E qual é a colaboração que a CPI das ONGs pode dar a este processo?

Ela vem em bom momento. Não é a primeira. É a segunda CPI das ONGs. Para mim é a terceira. A primeira que envolveu as ONGs foi a CPI dos Anões do Orçamento, na década de 90, quando descobriram que as emendas orçamentárias que os parlamentares faziam eram para ONGs nos seus estados, dirigidas por seus familiares. Essa foi a CPI que mais funcionou. Depois nós tivemos a CPI das ONGs, mas que estava muito focada na Amazônia Legal. Empresas estrangeiras criavam ONGs, faziam parcerias com os índios ou pessoas da região e praticavam o extrativismo ilegal ou outras coisas piores. Esta CPI não teve grandes resultados. Mas o relatório final indicou que deveria haver uma legislação mais específica de fiscalização e controle de ONGs no Brasil. Tudo isso foi tratado e criou-se um projeto de lei que desde aquela época, 2002, está em discussão no Congresso. Esse tema volta com a CPI. Então, tem esse lado bom. Vai ser discutido um marco legal do terceiro setor no Brasil, que não envolve só controle e fiscalização.
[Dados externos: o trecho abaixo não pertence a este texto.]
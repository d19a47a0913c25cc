// src/utils/error.rs
use crate::types::Share;
use std::io;
use thiserror::Error;

/// Main error type for the mining application
///
/// Covers the engine's own failures (allocation, pool underflow, misuse before
/// initialisation) as well as configuration, I/O and job-parsing errors.
/// A search that ends without a match is not an error.
#[derive(Error, Debug)]
pub enum MinerError {
    /// Cache, dataset or VM allocation failed even without large pages
    #[error("Allocation failed: {0}")]
    AllocationError(String),

    /// Attempted to shrink the VM pool below one VM
    #[error("VM pool cannot shrink below one VM")]
    PoolUnderflow,

    /// Operation issued before the engine was initialised or seeded
    #[error("Not initialized: {0}")]
    NotInitialized(String),

    /// Worker slot outside the VM pool
    #[error("Invalid worker slot {slot} (pool size {pool_size})")]
    InvalidSlot {
        /// Requested slot
        slot: usize,
        /// Current pool size
        pool_size: usize,
    },

    /// Standard I/O operation errors
    #[error("I/O error: {0}")]
    IoError(#[from] io::Error),

    /// JSON serialization/deserialization errors
    #[error("JSON error: {0}")]
    JsonError(#[from] serde_json::Error),

    /// Configuration file or parameter errors
    #[error("Configuration error: {0}")]
    ConfigError(String),

    /// Thread communication channel errors
    #[error("Thread communication error: {0}")]
    ChannelError(String),

    /// Invalid user input or parameter errors
    #[error("Invalid input: {0}")]
    InputError(String),

    /// Worker thread execution errors
    #[error("Task execution error: {0}")]
    TaskError(String),
}

/// Converts crossbeam channel send errors for Shares into MinerError
///
/// Used when the share consumer has gone away.
impl From<crossbeam_channel::SendError<Share>> for MinerError {
    fn from(e: crossbeam_channel::SendError<Share>) -> Self {
        MinerError::ChannelError(format!("Share send failed: {}", e))
    }
}

/// Converts hex decoding errors into MinerError
///
/// Used when a job carries a malformed blob, target or seed hash.
impl From<hex::FromHexError> for MinerError {
    fn from(e: hex::FromHexError) -> Self {
        MinerError::InputError(format!("Hex conversion failed: {}", e))
    }
}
O foco desta CPI é bem diferente da outra: transferência de recursos públicos federais para ONGs em determinado período. Tem que ver o que aconteceu. O próprio TCU (Tribunal de Contas da União) já detectou que R$ 11 bilhões, só no governo Lula, teriam sido transferidos para organizações não-governamentais, mas não se sabe o destino deste dinheiro. Um aspecto negativo é que a população vai interpretar que todas as ONGs cometem irregularidades, o que não é verdade.

Há uma estimativa de quantas estariam atuando ilegalmente?

A maioria das entidades são bem intencionadas, desenvolvem um trabalho belíssimo em segmentos específicos. Duvide daquelas ONGs que fazem tudo. E as honestas sofrem demais com estes escândalos porque elas dependem do voluntariado.